TASK GOAL: Count the lines below containing "QuakeRecord"; state the number only.

Collected data
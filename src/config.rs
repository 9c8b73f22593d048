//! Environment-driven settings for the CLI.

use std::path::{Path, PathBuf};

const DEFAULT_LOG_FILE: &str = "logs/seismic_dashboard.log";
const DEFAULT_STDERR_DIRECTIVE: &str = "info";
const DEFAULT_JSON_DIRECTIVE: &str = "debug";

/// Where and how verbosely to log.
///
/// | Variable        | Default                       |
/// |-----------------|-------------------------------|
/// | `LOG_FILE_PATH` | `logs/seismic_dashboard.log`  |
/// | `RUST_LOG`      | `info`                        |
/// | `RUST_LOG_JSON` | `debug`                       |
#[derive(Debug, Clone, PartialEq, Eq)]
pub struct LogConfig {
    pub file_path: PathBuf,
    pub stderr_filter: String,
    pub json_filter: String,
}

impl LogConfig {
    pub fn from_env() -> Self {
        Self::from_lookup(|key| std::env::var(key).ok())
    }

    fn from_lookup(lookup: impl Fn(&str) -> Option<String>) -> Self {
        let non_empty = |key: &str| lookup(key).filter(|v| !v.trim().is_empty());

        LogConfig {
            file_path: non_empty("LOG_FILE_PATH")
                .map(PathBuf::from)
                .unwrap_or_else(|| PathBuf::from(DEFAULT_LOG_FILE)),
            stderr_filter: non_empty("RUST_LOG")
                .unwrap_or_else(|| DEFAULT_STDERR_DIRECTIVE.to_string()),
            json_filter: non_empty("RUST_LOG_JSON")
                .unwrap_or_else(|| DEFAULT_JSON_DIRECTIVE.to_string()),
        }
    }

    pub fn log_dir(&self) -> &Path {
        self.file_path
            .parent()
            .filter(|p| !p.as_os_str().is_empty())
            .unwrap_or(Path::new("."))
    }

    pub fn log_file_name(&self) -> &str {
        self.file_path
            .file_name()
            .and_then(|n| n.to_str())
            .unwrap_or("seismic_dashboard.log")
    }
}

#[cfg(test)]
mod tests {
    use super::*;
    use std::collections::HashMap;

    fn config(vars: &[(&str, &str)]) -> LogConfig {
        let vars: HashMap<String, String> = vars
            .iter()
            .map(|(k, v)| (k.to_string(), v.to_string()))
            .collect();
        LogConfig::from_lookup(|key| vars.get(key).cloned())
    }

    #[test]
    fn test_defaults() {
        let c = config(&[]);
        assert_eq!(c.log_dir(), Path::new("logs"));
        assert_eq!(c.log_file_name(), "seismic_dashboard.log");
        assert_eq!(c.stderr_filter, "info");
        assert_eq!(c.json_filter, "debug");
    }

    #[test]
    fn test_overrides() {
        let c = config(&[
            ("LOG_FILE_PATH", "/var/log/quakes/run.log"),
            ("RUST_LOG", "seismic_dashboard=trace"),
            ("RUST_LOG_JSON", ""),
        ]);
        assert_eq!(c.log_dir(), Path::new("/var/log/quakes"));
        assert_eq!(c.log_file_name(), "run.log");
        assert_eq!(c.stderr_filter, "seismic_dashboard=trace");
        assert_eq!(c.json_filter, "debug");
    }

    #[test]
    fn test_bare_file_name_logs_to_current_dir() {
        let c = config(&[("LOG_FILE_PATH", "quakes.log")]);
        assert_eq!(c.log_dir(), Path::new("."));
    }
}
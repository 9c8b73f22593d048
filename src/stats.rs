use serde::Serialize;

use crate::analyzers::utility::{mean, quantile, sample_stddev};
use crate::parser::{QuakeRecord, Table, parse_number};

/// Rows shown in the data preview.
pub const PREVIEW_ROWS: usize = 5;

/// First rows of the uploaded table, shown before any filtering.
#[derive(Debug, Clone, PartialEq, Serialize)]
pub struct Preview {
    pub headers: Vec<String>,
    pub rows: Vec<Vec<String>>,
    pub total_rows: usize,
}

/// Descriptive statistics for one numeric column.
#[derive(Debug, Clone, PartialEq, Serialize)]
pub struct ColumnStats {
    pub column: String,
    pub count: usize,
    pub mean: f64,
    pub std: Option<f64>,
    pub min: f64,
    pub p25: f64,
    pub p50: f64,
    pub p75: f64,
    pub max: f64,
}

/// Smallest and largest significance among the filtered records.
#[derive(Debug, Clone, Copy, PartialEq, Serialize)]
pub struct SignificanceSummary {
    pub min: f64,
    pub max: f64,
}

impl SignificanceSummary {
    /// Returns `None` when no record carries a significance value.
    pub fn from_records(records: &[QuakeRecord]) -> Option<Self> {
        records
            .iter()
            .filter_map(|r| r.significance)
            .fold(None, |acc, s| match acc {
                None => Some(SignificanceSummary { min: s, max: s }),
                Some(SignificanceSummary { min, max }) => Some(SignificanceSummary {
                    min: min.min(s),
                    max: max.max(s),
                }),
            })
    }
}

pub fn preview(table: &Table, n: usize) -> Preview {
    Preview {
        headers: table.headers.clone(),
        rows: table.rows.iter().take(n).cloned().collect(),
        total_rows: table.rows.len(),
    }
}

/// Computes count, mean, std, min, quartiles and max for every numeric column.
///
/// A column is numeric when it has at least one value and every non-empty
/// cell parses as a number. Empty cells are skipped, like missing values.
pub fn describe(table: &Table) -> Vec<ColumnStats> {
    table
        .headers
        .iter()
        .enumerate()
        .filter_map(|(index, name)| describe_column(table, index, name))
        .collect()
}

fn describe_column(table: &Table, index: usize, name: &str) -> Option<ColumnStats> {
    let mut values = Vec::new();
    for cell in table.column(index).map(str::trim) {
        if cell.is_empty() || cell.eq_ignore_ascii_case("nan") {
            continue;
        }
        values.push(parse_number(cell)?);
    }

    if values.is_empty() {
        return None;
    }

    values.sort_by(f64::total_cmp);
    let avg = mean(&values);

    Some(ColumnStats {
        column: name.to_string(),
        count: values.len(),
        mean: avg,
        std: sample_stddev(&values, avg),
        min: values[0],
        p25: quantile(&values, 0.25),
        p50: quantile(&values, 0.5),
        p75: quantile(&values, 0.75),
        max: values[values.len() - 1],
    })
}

SOLUTION: 2